WHAT TO DO —
When you reach the line in the listing below that contains "sink.write_all(&bytes[..n * BYTES_PER_SAMPLE])", begin returning lines exactly as written, and stop after the line that contains "for item in". Return no other lines.
━━━
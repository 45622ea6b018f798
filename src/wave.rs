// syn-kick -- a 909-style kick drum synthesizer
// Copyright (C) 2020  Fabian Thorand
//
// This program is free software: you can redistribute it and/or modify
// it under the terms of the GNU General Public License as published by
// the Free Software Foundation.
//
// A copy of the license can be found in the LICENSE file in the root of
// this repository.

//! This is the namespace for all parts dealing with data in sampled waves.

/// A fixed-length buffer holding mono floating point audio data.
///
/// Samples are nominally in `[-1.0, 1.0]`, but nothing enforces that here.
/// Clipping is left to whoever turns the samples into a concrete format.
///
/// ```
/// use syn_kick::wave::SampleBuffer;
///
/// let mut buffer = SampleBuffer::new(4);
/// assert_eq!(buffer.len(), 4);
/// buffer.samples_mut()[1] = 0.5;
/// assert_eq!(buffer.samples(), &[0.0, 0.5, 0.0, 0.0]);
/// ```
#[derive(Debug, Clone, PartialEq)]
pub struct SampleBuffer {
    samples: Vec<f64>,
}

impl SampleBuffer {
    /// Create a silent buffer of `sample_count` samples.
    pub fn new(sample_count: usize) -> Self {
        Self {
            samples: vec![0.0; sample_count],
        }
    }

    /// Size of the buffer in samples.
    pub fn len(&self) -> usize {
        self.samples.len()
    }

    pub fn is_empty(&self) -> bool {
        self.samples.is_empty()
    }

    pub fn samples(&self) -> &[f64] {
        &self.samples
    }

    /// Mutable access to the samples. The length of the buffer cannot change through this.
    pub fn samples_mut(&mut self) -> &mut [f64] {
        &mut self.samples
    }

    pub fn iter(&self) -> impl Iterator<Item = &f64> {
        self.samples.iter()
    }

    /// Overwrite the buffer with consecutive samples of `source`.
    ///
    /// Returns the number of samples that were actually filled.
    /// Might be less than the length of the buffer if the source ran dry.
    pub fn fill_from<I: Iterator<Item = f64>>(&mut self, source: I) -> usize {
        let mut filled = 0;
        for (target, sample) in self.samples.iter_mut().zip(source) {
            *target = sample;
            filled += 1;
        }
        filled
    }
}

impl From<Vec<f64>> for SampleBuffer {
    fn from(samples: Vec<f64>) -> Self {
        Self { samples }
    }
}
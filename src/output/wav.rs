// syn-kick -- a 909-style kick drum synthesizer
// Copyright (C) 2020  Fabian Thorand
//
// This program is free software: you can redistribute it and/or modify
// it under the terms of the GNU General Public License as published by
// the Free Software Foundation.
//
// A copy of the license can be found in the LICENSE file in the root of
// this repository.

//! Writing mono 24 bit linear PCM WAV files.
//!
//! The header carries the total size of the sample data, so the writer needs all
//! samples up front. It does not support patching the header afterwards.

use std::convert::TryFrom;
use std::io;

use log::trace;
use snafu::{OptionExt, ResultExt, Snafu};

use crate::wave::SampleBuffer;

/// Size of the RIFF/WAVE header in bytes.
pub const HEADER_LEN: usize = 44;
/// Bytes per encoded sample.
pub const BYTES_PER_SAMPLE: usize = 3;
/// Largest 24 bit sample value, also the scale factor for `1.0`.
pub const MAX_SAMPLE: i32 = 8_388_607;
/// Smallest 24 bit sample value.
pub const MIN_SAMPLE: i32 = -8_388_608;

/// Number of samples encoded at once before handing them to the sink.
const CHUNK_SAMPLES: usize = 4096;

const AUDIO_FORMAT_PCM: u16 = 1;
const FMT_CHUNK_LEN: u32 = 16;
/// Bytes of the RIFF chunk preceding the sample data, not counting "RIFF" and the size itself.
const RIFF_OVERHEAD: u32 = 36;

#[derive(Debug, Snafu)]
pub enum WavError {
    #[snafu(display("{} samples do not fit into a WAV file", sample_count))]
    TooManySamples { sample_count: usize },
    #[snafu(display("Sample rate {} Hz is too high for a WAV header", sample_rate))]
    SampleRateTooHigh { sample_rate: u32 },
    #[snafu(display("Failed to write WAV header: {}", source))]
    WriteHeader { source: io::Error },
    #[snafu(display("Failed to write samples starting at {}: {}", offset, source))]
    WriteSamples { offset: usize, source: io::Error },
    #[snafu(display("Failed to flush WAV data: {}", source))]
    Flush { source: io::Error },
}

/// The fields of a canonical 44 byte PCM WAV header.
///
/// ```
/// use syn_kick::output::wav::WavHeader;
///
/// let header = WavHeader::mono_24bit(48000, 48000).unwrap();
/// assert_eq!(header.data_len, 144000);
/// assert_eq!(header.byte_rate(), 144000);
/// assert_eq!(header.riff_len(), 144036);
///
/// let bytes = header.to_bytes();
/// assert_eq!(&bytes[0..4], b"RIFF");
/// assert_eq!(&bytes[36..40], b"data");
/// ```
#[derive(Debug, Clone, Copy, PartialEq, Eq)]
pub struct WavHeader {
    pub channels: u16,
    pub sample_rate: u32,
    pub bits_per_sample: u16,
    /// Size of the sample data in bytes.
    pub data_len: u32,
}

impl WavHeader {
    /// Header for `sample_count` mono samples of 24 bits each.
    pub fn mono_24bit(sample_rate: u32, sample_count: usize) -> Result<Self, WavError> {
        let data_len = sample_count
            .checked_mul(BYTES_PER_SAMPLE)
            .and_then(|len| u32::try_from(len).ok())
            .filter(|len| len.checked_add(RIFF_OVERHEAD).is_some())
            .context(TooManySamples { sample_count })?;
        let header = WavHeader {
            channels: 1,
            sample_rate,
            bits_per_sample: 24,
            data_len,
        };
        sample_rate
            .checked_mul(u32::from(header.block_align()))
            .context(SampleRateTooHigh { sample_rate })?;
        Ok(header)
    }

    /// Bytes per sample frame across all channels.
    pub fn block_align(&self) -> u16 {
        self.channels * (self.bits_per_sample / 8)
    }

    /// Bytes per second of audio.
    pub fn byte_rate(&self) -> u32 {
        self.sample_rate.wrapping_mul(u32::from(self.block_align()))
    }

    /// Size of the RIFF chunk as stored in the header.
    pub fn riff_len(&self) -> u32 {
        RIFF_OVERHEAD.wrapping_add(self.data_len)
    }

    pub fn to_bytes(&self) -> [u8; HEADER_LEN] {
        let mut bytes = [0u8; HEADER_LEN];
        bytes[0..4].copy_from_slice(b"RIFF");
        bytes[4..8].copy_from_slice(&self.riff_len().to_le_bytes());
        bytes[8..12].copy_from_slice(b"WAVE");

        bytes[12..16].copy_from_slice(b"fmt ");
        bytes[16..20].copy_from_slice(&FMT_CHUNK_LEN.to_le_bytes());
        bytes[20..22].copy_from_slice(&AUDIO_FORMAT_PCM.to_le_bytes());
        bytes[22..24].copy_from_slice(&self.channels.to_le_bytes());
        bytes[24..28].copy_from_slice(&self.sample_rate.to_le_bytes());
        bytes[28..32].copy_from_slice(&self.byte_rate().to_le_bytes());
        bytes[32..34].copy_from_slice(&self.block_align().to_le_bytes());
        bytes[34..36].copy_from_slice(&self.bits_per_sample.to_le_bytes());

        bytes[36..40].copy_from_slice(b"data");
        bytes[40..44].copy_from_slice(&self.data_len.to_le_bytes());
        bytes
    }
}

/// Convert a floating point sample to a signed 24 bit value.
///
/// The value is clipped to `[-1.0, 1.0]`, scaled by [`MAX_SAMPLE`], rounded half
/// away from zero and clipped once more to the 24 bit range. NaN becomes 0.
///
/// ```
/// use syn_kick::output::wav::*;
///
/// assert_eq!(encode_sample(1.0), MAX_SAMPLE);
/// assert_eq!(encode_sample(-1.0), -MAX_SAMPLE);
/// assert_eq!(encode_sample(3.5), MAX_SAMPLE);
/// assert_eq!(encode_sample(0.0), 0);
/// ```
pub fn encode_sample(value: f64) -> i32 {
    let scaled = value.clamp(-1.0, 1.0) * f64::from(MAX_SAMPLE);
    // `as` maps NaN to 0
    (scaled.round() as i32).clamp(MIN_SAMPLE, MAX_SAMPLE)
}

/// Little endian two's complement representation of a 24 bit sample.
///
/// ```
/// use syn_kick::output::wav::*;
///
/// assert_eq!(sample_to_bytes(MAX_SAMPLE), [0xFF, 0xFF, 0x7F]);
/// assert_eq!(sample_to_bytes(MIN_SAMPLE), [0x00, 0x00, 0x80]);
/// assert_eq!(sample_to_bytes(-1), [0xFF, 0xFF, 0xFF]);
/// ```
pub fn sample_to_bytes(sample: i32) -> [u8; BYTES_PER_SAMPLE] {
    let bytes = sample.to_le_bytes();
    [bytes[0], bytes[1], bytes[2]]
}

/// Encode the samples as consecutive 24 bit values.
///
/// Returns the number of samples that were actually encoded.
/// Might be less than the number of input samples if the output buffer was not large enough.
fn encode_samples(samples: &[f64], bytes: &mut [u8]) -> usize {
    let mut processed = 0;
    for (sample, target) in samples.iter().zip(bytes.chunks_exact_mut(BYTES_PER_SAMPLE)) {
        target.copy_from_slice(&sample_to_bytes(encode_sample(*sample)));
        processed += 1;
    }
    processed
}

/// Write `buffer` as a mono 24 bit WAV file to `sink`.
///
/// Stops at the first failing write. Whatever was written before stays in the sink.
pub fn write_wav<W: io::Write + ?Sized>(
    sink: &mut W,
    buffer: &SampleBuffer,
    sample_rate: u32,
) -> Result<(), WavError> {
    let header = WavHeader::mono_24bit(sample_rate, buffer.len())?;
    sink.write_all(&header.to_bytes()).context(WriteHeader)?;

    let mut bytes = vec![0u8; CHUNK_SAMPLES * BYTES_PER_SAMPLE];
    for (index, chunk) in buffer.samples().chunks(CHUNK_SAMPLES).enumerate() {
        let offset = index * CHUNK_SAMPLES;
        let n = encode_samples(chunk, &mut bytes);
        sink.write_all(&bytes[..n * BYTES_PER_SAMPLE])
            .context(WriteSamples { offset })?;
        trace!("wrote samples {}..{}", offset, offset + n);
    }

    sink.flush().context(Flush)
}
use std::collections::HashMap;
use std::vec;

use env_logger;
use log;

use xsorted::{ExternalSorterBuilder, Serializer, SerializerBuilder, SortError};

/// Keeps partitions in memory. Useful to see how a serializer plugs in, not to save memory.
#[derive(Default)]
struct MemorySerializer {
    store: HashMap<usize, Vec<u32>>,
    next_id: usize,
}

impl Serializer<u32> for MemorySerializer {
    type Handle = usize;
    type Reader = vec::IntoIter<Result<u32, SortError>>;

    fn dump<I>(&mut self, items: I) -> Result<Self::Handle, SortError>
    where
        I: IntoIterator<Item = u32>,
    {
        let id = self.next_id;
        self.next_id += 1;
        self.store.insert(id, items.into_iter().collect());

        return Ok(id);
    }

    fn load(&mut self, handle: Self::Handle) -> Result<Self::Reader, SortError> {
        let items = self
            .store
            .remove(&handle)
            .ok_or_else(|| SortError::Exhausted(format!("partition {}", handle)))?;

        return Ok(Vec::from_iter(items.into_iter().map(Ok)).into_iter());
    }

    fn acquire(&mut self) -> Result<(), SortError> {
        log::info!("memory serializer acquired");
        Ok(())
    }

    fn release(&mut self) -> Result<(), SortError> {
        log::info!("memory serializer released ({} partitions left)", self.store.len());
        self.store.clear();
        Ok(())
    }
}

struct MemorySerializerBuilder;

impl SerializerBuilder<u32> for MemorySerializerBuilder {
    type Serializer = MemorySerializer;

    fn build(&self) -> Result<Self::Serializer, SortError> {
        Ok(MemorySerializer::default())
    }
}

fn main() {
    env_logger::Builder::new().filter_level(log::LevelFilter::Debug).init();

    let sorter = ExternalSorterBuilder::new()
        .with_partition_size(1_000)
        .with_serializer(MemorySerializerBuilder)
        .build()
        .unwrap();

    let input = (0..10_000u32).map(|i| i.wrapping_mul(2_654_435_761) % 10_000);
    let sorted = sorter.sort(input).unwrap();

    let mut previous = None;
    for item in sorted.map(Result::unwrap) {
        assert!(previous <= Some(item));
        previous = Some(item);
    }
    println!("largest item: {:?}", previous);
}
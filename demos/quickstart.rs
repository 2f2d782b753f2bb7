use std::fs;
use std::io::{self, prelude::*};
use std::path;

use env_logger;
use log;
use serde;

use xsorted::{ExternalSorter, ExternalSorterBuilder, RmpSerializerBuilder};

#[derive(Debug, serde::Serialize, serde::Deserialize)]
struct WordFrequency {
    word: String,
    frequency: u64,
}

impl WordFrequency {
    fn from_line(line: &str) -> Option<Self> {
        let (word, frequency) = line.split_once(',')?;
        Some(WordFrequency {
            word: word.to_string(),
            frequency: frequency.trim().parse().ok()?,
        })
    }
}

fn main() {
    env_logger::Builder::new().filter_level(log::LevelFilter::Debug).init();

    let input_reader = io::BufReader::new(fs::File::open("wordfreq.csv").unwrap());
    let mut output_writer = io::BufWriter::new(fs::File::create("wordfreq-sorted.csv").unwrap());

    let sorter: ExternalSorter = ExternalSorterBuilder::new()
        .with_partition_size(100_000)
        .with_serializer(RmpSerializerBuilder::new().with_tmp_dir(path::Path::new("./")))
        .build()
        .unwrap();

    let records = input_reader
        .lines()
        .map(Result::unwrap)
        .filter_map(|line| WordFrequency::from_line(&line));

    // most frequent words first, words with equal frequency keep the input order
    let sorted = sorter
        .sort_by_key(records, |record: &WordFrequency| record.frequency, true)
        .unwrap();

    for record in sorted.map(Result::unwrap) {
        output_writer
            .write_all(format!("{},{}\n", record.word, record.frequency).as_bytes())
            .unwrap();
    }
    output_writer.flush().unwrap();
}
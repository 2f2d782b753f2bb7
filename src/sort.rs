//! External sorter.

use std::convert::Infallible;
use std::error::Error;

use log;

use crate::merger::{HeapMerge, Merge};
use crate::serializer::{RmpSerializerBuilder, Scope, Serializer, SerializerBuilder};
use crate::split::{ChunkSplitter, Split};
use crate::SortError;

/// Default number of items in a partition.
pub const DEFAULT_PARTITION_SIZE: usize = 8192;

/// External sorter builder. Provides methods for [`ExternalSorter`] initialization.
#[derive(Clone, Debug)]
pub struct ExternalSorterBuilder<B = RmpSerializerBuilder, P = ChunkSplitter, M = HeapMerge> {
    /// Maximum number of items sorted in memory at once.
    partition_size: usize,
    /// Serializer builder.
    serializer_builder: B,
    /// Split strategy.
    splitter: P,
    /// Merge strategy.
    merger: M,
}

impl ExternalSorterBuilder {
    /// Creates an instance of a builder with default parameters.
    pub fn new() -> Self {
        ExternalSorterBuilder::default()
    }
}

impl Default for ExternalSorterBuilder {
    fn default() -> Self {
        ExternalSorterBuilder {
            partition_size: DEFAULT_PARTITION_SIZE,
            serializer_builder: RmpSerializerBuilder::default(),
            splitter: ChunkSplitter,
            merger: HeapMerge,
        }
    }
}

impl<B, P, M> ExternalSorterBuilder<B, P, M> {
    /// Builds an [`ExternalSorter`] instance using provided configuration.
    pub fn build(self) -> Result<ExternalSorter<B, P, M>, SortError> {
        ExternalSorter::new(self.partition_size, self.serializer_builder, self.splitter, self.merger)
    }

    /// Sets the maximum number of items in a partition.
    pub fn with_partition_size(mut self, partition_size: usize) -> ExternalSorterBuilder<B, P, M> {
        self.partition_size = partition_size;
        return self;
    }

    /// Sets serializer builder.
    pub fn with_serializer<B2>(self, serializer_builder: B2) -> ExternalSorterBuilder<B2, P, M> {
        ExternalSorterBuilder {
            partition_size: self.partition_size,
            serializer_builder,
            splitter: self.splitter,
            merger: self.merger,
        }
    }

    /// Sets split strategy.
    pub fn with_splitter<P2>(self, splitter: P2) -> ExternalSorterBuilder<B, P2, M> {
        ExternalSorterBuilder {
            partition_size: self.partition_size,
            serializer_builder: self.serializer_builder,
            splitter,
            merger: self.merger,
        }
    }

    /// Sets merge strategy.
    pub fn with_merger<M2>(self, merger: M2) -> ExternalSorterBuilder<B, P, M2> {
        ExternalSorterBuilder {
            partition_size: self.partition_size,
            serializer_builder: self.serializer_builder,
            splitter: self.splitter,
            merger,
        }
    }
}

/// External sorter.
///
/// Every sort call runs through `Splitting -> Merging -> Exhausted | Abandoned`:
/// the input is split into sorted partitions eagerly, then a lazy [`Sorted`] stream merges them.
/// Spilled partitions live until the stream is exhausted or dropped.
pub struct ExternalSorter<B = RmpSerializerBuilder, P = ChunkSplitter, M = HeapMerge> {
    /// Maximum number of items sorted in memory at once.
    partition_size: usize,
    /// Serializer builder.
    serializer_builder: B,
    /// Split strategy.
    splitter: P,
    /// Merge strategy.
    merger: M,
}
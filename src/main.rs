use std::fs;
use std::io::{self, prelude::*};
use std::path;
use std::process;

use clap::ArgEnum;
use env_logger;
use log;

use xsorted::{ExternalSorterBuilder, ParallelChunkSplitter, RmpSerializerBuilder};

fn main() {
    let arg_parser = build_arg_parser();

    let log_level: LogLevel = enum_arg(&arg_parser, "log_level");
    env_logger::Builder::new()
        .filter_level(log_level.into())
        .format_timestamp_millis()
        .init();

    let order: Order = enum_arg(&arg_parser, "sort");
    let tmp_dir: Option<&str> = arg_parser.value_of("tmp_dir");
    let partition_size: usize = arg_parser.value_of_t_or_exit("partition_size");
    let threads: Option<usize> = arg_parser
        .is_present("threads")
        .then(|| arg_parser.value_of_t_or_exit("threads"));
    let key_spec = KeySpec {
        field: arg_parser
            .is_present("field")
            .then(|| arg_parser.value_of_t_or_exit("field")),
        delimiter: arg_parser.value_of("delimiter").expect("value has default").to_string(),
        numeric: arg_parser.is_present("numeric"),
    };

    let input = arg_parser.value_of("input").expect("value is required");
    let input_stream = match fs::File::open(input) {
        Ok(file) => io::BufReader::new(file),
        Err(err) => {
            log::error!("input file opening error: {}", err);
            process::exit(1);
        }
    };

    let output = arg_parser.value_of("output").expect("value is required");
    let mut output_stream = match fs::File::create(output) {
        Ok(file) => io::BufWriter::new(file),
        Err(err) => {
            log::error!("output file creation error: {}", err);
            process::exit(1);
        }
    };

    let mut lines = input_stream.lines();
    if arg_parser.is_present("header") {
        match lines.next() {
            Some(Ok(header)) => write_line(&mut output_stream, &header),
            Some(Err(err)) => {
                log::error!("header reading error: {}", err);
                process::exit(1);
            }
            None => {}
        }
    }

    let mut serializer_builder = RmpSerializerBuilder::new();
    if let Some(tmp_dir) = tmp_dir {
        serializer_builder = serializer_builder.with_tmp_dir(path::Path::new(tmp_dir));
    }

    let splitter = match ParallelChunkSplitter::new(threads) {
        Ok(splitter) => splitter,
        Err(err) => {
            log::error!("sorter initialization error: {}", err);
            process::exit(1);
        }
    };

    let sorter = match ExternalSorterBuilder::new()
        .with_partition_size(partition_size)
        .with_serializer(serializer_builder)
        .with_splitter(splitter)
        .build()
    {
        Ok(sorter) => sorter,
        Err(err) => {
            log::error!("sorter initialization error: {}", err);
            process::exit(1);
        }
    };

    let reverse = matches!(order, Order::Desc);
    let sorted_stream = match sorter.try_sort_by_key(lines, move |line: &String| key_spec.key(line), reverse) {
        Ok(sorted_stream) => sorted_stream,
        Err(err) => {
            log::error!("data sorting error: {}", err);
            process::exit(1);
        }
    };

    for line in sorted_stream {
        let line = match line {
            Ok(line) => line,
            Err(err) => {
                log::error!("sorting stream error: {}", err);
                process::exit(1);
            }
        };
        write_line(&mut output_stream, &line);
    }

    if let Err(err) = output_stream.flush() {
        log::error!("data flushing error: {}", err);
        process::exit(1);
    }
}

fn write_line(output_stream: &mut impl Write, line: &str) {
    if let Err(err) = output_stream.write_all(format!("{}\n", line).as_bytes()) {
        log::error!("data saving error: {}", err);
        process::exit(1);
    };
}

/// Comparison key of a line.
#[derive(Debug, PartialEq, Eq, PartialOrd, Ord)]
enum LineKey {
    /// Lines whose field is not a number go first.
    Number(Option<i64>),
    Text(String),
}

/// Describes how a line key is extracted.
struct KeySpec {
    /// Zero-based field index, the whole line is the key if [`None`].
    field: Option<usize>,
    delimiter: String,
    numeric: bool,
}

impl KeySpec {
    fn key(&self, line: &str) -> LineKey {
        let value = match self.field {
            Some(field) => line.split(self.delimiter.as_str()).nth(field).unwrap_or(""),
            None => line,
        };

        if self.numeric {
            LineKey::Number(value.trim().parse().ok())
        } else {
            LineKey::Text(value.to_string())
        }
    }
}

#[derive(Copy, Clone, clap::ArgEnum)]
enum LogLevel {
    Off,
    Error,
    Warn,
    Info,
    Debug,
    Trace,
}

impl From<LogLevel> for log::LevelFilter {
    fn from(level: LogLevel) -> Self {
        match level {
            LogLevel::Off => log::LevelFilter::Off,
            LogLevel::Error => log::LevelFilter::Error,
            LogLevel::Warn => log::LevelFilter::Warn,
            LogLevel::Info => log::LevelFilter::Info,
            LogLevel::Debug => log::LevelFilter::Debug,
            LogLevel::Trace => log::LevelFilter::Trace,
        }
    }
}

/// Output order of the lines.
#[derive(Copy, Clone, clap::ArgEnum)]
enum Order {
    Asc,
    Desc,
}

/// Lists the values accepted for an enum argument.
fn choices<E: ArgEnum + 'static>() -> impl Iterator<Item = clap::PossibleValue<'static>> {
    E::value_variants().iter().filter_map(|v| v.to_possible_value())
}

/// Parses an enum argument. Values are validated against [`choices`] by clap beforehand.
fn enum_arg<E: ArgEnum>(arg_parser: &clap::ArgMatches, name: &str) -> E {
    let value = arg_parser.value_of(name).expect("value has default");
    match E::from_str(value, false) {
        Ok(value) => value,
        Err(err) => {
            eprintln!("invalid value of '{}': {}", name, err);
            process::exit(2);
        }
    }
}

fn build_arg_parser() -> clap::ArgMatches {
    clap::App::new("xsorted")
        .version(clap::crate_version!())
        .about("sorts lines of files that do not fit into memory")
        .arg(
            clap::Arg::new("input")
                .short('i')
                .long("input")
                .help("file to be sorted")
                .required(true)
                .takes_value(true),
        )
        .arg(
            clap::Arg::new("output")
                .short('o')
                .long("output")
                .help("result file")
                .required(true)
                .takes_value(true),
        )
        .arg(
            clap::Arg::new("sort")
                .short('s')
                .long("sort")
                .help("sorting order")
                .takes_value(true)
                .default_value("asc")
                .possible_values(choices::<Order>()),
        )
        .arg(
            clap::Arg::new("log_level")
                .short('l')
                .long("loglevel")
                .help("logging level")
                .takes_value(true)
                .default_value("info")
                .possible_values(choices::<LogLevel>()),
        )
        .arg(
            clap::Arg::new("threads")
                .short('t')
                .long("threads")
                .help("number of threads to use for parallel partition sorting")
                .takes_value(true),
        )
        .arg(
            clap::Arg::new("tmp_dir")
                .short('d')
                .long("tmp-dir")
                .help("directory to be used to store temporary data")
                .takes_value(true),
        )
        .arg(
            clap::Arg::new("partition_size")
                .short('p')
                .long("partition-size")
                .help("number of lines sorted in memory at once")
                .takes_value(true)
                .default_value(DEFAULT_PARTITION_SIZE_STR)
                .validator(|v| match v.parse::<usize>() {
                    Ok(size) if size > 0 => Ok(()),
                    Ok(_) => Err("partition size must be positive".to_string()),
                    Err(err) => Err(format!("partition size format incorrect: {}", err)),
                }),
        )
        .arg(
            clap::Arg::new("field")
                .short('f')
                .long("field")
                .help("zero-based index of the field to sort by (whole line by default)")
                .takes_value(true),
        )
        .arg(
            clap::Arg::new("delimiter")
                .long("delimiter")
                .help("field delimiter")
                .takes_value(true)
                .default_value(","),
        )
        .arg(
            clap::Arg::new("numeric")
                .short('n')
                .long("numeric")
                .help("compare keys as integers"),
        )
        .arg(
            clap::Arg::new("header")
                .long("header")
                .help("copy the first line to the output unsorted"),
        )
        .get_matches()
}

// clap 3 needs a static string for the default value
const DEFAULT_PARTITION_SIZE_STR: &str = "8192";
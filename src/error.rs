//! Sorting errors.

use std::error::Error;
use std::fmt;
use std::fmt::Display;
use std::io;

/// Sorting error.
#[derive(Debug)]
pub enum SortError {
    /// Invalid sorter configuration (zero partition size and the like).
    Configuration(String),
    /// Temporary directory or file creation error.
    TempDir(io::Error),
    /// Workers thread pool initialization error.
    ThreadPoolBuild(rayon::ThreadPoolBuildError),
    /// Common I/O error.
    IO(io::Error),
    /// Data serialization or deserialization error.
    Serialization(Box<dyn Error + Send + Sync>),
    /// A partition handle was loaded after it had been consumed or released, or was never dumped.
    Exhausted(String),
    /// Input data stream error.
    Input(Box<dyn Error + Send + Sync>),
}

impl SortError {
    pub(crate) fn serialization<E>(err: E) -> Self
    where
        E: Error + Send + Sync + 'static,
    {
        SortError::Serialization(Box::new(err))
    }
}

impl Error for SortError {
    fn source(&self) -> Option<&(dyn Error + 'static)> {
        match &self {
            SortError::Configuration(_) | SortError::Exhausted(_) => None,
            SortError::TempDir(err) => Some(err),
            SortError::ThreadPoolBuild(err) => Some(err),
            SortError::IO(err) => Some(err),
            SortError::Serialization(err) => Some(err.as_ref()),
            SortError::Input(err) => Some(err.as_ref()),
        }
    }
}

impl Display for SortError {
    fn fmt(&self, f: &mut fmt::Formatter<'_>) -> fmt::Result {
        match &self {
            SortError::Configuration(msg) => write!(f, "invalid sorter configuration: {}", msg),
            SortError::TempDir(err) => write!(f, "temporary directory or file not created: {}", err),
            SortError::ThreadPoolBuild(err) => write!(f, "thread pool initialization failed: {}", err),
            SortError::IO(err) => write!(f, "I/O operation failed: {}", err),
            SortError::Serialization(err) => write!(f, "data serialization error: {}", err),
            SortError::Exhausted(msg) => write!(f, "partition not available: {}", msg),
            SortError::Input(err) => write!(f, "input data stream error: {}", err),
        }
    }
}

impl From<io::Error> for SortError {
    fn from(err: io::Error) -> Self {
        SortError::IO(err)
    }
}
━━━
ANSWER TO THIS TASK —
        sink.write_all(&bytes[..n * BYTES_PER_SAMPLE])
            .context(WriteSamples { offset })?;
        trace!("wrote samples {}..{}", offset, offset + n);
    }

    sink.flush().context(Flush)
}
use std::collections::HashMap;
use std::vec;

use env_logger;
use log;

use xsorted::{ExternalSorterBuilder, Serializer, SerializerBuilder, SortError};

/// Keeps partitions in memory. Useful to see how a serializer plugs in, not to save memory.
#[derive(Default)]
struct MemorySerializer {
    store: HashMap<usize, Vec<u32>>,
    next_id: usize,
}

impl Serializer<u32> for MemorySerializer {
    type Handle = usize;
    type Reader = vec::IntoIter<Result<u32, SortError>>;

    fn dump<I>(&mut self, items: I) -> Result<Self::Handle, SortError>
    where
        I: IntoIterator<Item = u32>,
    {
        let id = self.next_id;
        self.next_id += 1;
        self.store.insert(id, items.into_iter().collect());

        return Ok(id);
    }

    fn load(&mut self, handle: Self::Handle) -> Result<Self::Reader, SortError> {
        let items = self
            .store
            .remove(&handle)
            .ok_or_else(|| SortError::Exhausted(format!("partition {}", handle)))?;

        return Ok(Vec::from_iter(items.into_iter().map(Ok)).into_iter());
    }

    fn acquire(&mut self) -> Result<(), SortError> {
        log::info!("memory serializer acquired");
        Ok(())
    }

    fn release(&mut self) -> Result<(), SortError> {
        log::info!("memory serializer released ({} partitions left)", self.store.len());
        self.store.clear();
        Ok(())
    }
}

struct MemorySerializerBuilder;

impl SerializerBuilder<u32> for MemorySerializerBuilder {
    type Serializer = MemorySerializer;

    fn build(&self) -> Result<Self::Serializer, SortError> {
        Ok(MemorySerializer::default())
    }
}

fn main() {
    env_logger::Builder::new().filter_level(log::LevelFilter::Debug).init();

    let sorter = ExternalSorterBuilder::new()
        .with_partition_size(1_000)
        .with_serializer(MemorySerializerBuilder)
        .build()
        .unwrap();

    let input = (0..10_000u32).map(|i| i.wrapping_mul(2_654_435_761) % 10_000);
    let sorted = sorter.sort(input).unwrap();

    let mut previous = None;
    for item in sorted.map(Result::unwrap) {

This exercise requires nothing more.